Broadhead feels honored that so many people would come together to raise money for a good cause and to promote research for a disease that is so personal to her.

“It was thrilling with all those kids there, it meant a lot to me,” she said. “This is all about the women in your life — your friends, your aunts, your mom.”

Breast cancer can affect anyone, she said.

“I was just one in eight,” she added. “Get us in a group, and that is quite a lot of us.”

Broadhead urges people to know the importance of breast examinations and mammograms. She wants women to remember to keep their lives safe and to value their lives so they can be around for their family and loved ones into their later years.

Yet, Broadhead would rather not be in the spotlight.

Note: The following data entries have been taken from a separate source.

use crate::cache::metadata::{unix_now, ManifestMetadata, TagMapping};
use crate::error::{ProxyError, Result};
use crate::registry::manifest::digest_of;
use bytes::Bytes;
use futures::{Stream, StreamExt};
use sha2::{Digest, Sha256};
use std::path::{Path, PathBuf};
use std::sync::atomic::{AtomicU64, Ordering};
use tokio::fs;
use tokio::io::AsyncWriteExt;

static TEMP_SEQ: AtomicU64 = AtomicU64::new(0);

/// Content-addressable storage backing the local registry.
///
/// Layout under the base directory:
/// - `blobs/sha256/<hex>`: layer, config and manifest payloads
/// - `manifests/<repository>/sha256/<hex>.json`: manifest revision metadata
/// - `manifests/<repository>/tags/<tag>.json`: tag pointers
/// - `projects/<project>/<hex>`: blob association markers
pub struct RegistryStorage {
    base_dir: PathBuf,
    blobs_dir: PathBuf,
    manifests_dir: PathBuf,
    projects_dir: PathBuf,
}

fn digest_hex(digest: &str) -> Result<&str> {
    let hex = digest.strip_prefix("sha256:").unwrap_or(digest);
    if hex.is_empty() || !hex.chars().all(|c| c.is_ascii_hexdigit()) {
        return Err(ProxyError::BadRequest(format!("invalid digest `{}`", digest)));
    }
    Ok(hex)
}

fn check_name(kind: &str, name: &str) -> Result<()> {
    let bad = name.is_empty()
        || name.starts_with('/')
        || name
            .split('/')
            .any(|seg| seg.is_empty() || seg == "." || seg == ".." || seg.contains('\\'));
    if bad {
        return Err(ProxyError::BadRequest(format!("invalid {} `{}`", kind, name)));
    }
    Ok(())
}

fn temp_sibling(path: &Path) -> PathBuf {
    let seq = TEMP_SEQ.fetch_add(1, Ordering::Relaxed);
    path.with_extension(format!("tmp.{}.{}", std::process::id(), seq))
}

impl RegistryStorage {
    pub fn new(base_dir: PathBuf) -> Result<Self> {
        let blobs_dir = base_dir.join("blobs").join("sha256");
        let manifests_dir = base_dir.join("manifests");
        let projects_dir = base_dir.join("projects");

        for dir in [&blobs_dir, &manifests_dir, &projects_dir] {
            std::fs::create_dir_all(dir).map_err(|e| {
                ProxyError::Storage(format!("Failed to create {}: {}", dir.display(), e))
            })?;
        }

        Ok(Self {
            base_dir,
            blobs_dir,
            manifests_dir,
            projects_dir,
        })
    }

    pub fn base_dir(&self) -> &Path {
        &self.base_dir
    }

    pub fn blob_path(&self, digest: &str) -> Result<PathBuf> {
        Ok(self.blobs_dir.join(digest_hex(digest)?))
    }

    pub async fn blob_exists(&self, digest: &str) -> bool {
        match self.blob_path(digest) {
            Ok(path) => fs::try_exists(&path).await.unwrap_or(false),
            Err(_) => false,
        }
    }

    pub async fn blob_size(&self, digest: &str) -> Option<u64> {
        let path = self.blob_path(digest).ok()?;
        fs::metadata(&path).await.ok().map(|m| m.len())
    }

    pub async fn read_blob(&self, digest: &str) -> Result<Bytes> {
        let path = self.blob_path(digest)?;
        match fs::read(&path).await {
            Ok(data) => Ok(Bytes::from(data)),
            Err(e) if e.kind() == std::io::ErrorKind::NotFound => {
                Err(ProxyError::NotFound(format!("blob {}", digest)))
            }
            Err(e) => Err(ProxyError::Storage(format!(
                "Failed to read blob {}: {}",
                digest, e
            ))),
        }
    }

    pub async fn open_blob(&self, digest: &str) -> Result<(u64, fs::File)> {
        let path = self.blob_path(digest)?;
        let file = match fs::File::open(&path).await {
            Ok(f) => f,
            Err(e) if e.kind() == std::io::ErrorKind::NotFound => {
                return Err(ProxyError::NotFound(format!("blob {}", digest)))
            }
            Err(e) => {
                return Err(ProxyError::Storage(format!(
                    "Failed to open blob {}: {}",
                    digest, e
                )))
            }
        };
        let size = file.metadata().await?.len();
        Ok((size, file))
    }

    /// Stream a blob to disk (atomic write). sha256 digests are verified against the
    /// written bytes before the blob becomes visible.
    pub async fn write_blob_stream<S>(&self, digest: &str, mut stream: S) -> Result<u64>
    where
        S: Stream<Item = std::io::Result<Bytes>> + Unpin,
    {
        let path = self.blob_path(digest)?;
        let temp_path = temp_sibling(&path);
        let mut file = fs::File::create(&temp_path)
            .await
            .map_err(|e| ProxyError::Storage(format!("Failed to create blob file: {}", e)))?;

        let mut hasher = Sha256::new();
        let mut written = 0u64;
        let copied: Result<()> = async {
            while let Some(chunk) = stream.next().await {
                let chunk = chunk?;
                hasher.update(&chunk);
                file.write_all(&chunk).await?;
                written += chunk.len() as u64;
            }
            file.sync_all().await?;
            Ok(())
        }
        .await;

        if let Err(e) = copied {
            let _ = fs::remove_file(&temp_path).await;
            return Err(ProxyError::Storage(format!(
                "Failed to write blob {}: {}",
                digest, e
            )));
        }

        if digest.starts_with("sha256:") {
            let actual = format!("sha256:{:x}", hasher.finalize());
            if actual != digest {
                let _ = fs::remove_file(&temp_path).await;
                tracing::warn!(
                    expected = %digest,
                    actual = %actual,
                    bytes = written,
                    "Rejected blob with mismatching digest"
                );
                return Err(ProxyError::Storage(format!(
                    "digest mismatch: expected {}, got {}",
                    digest, actual
                )));
            }
        }

        fs::rename(&temp_path, &path)
            .await
            .map_err(|e| ProxyError::Storage(format!("Failed to rename blob {}: {}", digest, e)))?;

        tracing::debug!(digest = %digest, bytes = written, "Blob written");
        Ok(written)
    }

    pub async fn write_blob(&self, digest: &str, data: Bytes) -> Result<u64> {
        self.write_blob_stream(digest, futures::stream::iter([Ok(data)]))
            .await
    }

    fn manifest_meta_path(&self, repository: &str, digest: &str) -> Result<PathBuf> {
        check_name("repository", repository)?;
        Ok(self
            .manifests_dir
            .join(repository)
            .join("sha256")
            .join(format!("{}.json", digest_hex(digest)?)))
    }

    fn tag_path(&self, repository: &str, tag: &str) -> Result<PathBuf> {
        check_name("repository", repository)?;
        if tag.is_empty() || tag.contains('/') || tag.starts_with('.') {
            return Err(ProxyError::BadRequest(format!("invalid tag `{}`", tag)));
        }
        Ok(self
            .manifests_dir
            .join(repository)
            .join("tags")
            .join(format!("{}.json", tag)))
    }

    fn marker_path(&self, project: &str, digest: &str) -> Result<PathBuf> {
        check_name("project", project)?;
        if project.contains('/') {
            return Err(ProxyError::BadRequest(format!("invalid project `{}`", project)));
        }
        Ok(self.projects_dir.join(project).join(digest_hex(digest)?))
    }

    async fn write_json_atomic<T: serde::Serialize>(&self, path: &Path, value: &T) -> Result<()> {
        if let Some(parent) = path.parent() {
            fs::create_dir_all(parent).await.map_err(|e| {
                ProxyError::Storage(format!("Failed to create {}: {}", parent.display(), e))
            })?;
        }
        let temp_path = temp_sibling(path);
        fs::write(&temp_path, serde_json::to_vec(value)?)
            .await
            .map_err(|e| ProxyError::Storage(format!("Failed to write {}: {}", temp_path.display(), e)))?;
        fs::rename(&temp_path, path)
            .await
            .map_err(|e| ProxyError::Storage(format!("Failed to rename {}: {}", path.display(), e)))?;
        Ok(())
    }

    async fn read_json<T: serde::de::DeserializeOwned>(&self, path: &Path) -> Result<Option<T>> {
        match fs::read(path).await {
            Ok(data) => Ok(Some(serde_json::from_slice(&data)?)),
            Err(e) if e.kind() == std::io::ErrorKind::NotFound => Ok(None),
            Err(e) => Err(ProxyError::Storage(format!(
                "Failed to read {}: {}",
                path.display(),
                e
            ))),
        }
    }

    /// Store a manifest payload and point `tag` at it. Returns the payload digest.
    pub async fn write_manifest(
        &self,
        repository: &str,
        tag: &str,
        media_type: &str,
        payload: Bytes,
    ) -> Result<String> {
        let digest = digest_of(&payload);
        let size = payload.len() as u64;

        if !self.blob_exists(&digest).await {
            self.write_blob(&digest, payload).await?;
        }

        let meta = ManifestMetadata {
            digest: digest.clone(),
            media_type: media_type.to_string(),
            size,
            stored_at: unix_now(),
        };
        self.write_json_atomic(&self.manifest_meta_path(repository, &digest)?, &meta)
            .await?;

        let mapping = TagMapping {
            repository: repository.to_string(),
            tag: tag.to_string(),
            digest: digest.clone(),
            updated_at: unix_now(),
        };
        self.write_json_atomic(&self.tag_path(repository, tag)?, &mapping)
            .await?;

        tracing::debug!(
            repository = %repository,
            tag = %tag,
            digest = %digest,
            media_type = %media_type,
            size = size,
            "Manifest stored"
        );
        Ok(digest)
    }

    pub async fn read_tag(&self, repository: &str, tag: &str) -> Result<Option<TagMapping>> {
        self.read_json(&self.tag_path(repository, tag)?).await
    }

    pub async fn read_manifest_metadata(
        &self,
        repository: &str,
        digest: &str,
    ) -> Result<Option<ManifestMetadata>> {
        self.read_json(&self.manifest_meta_path(repository, digest)?)
            .await
    }

    /// Returns false when the tag did not exist
    pub async fn delete_tag(&self, repository: &str, tag: &str) -> Result<bool> {
        let path = self.tag_path(repository, tag)?;
        match fs::remove_file(&path).await {
            Ok(()) => Ok(true),
            Err(e) if e.kind() == std::io::ErrorKind::NotFound => Ok(false),
            Err(e) => Err(ProxyError::Storage(format!(
                "Failed to delete tag {}:{}: {}",
                repository, tag, e
            ))),
        }
    }

    pub async fn associate(&self, project: &str, digest: &str) -> Result<()> {
        let path = self.marker_path(project, digest)?;
        if let Some(parent) = path.parent() {
            fs::create_dir_all(parent).await?;
        }
        fs::write(&path, b"").await?;
        Ok(())
    }

    pub async fn is_associated(&self, project: &str, digest: &str) -> bool {
        match self.marker_path(project, digest) {
            Ok(path) => fs::try_exists(&path).await.unwrap_or(false),
            Err(_) => false,
        }
    }
}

“I’m just me,” she said “Lots of other people deserve an article about them.”

However, if Broadhead can help others to prevent or stand up and fight breast cancer, she will talk openly about her journey, to make it more real for those who want to listen.

And she has, speaking courageously about her cancer and her fight to beat it. As a result, she has become a force at Stansbury High by showing her love for life, her family, her students and colleagues.

Lastly, Broadhead has also shown she values making a difference for those who will face a cancer diagnosis in their lives. She stands ready to make a first pitch for them, too.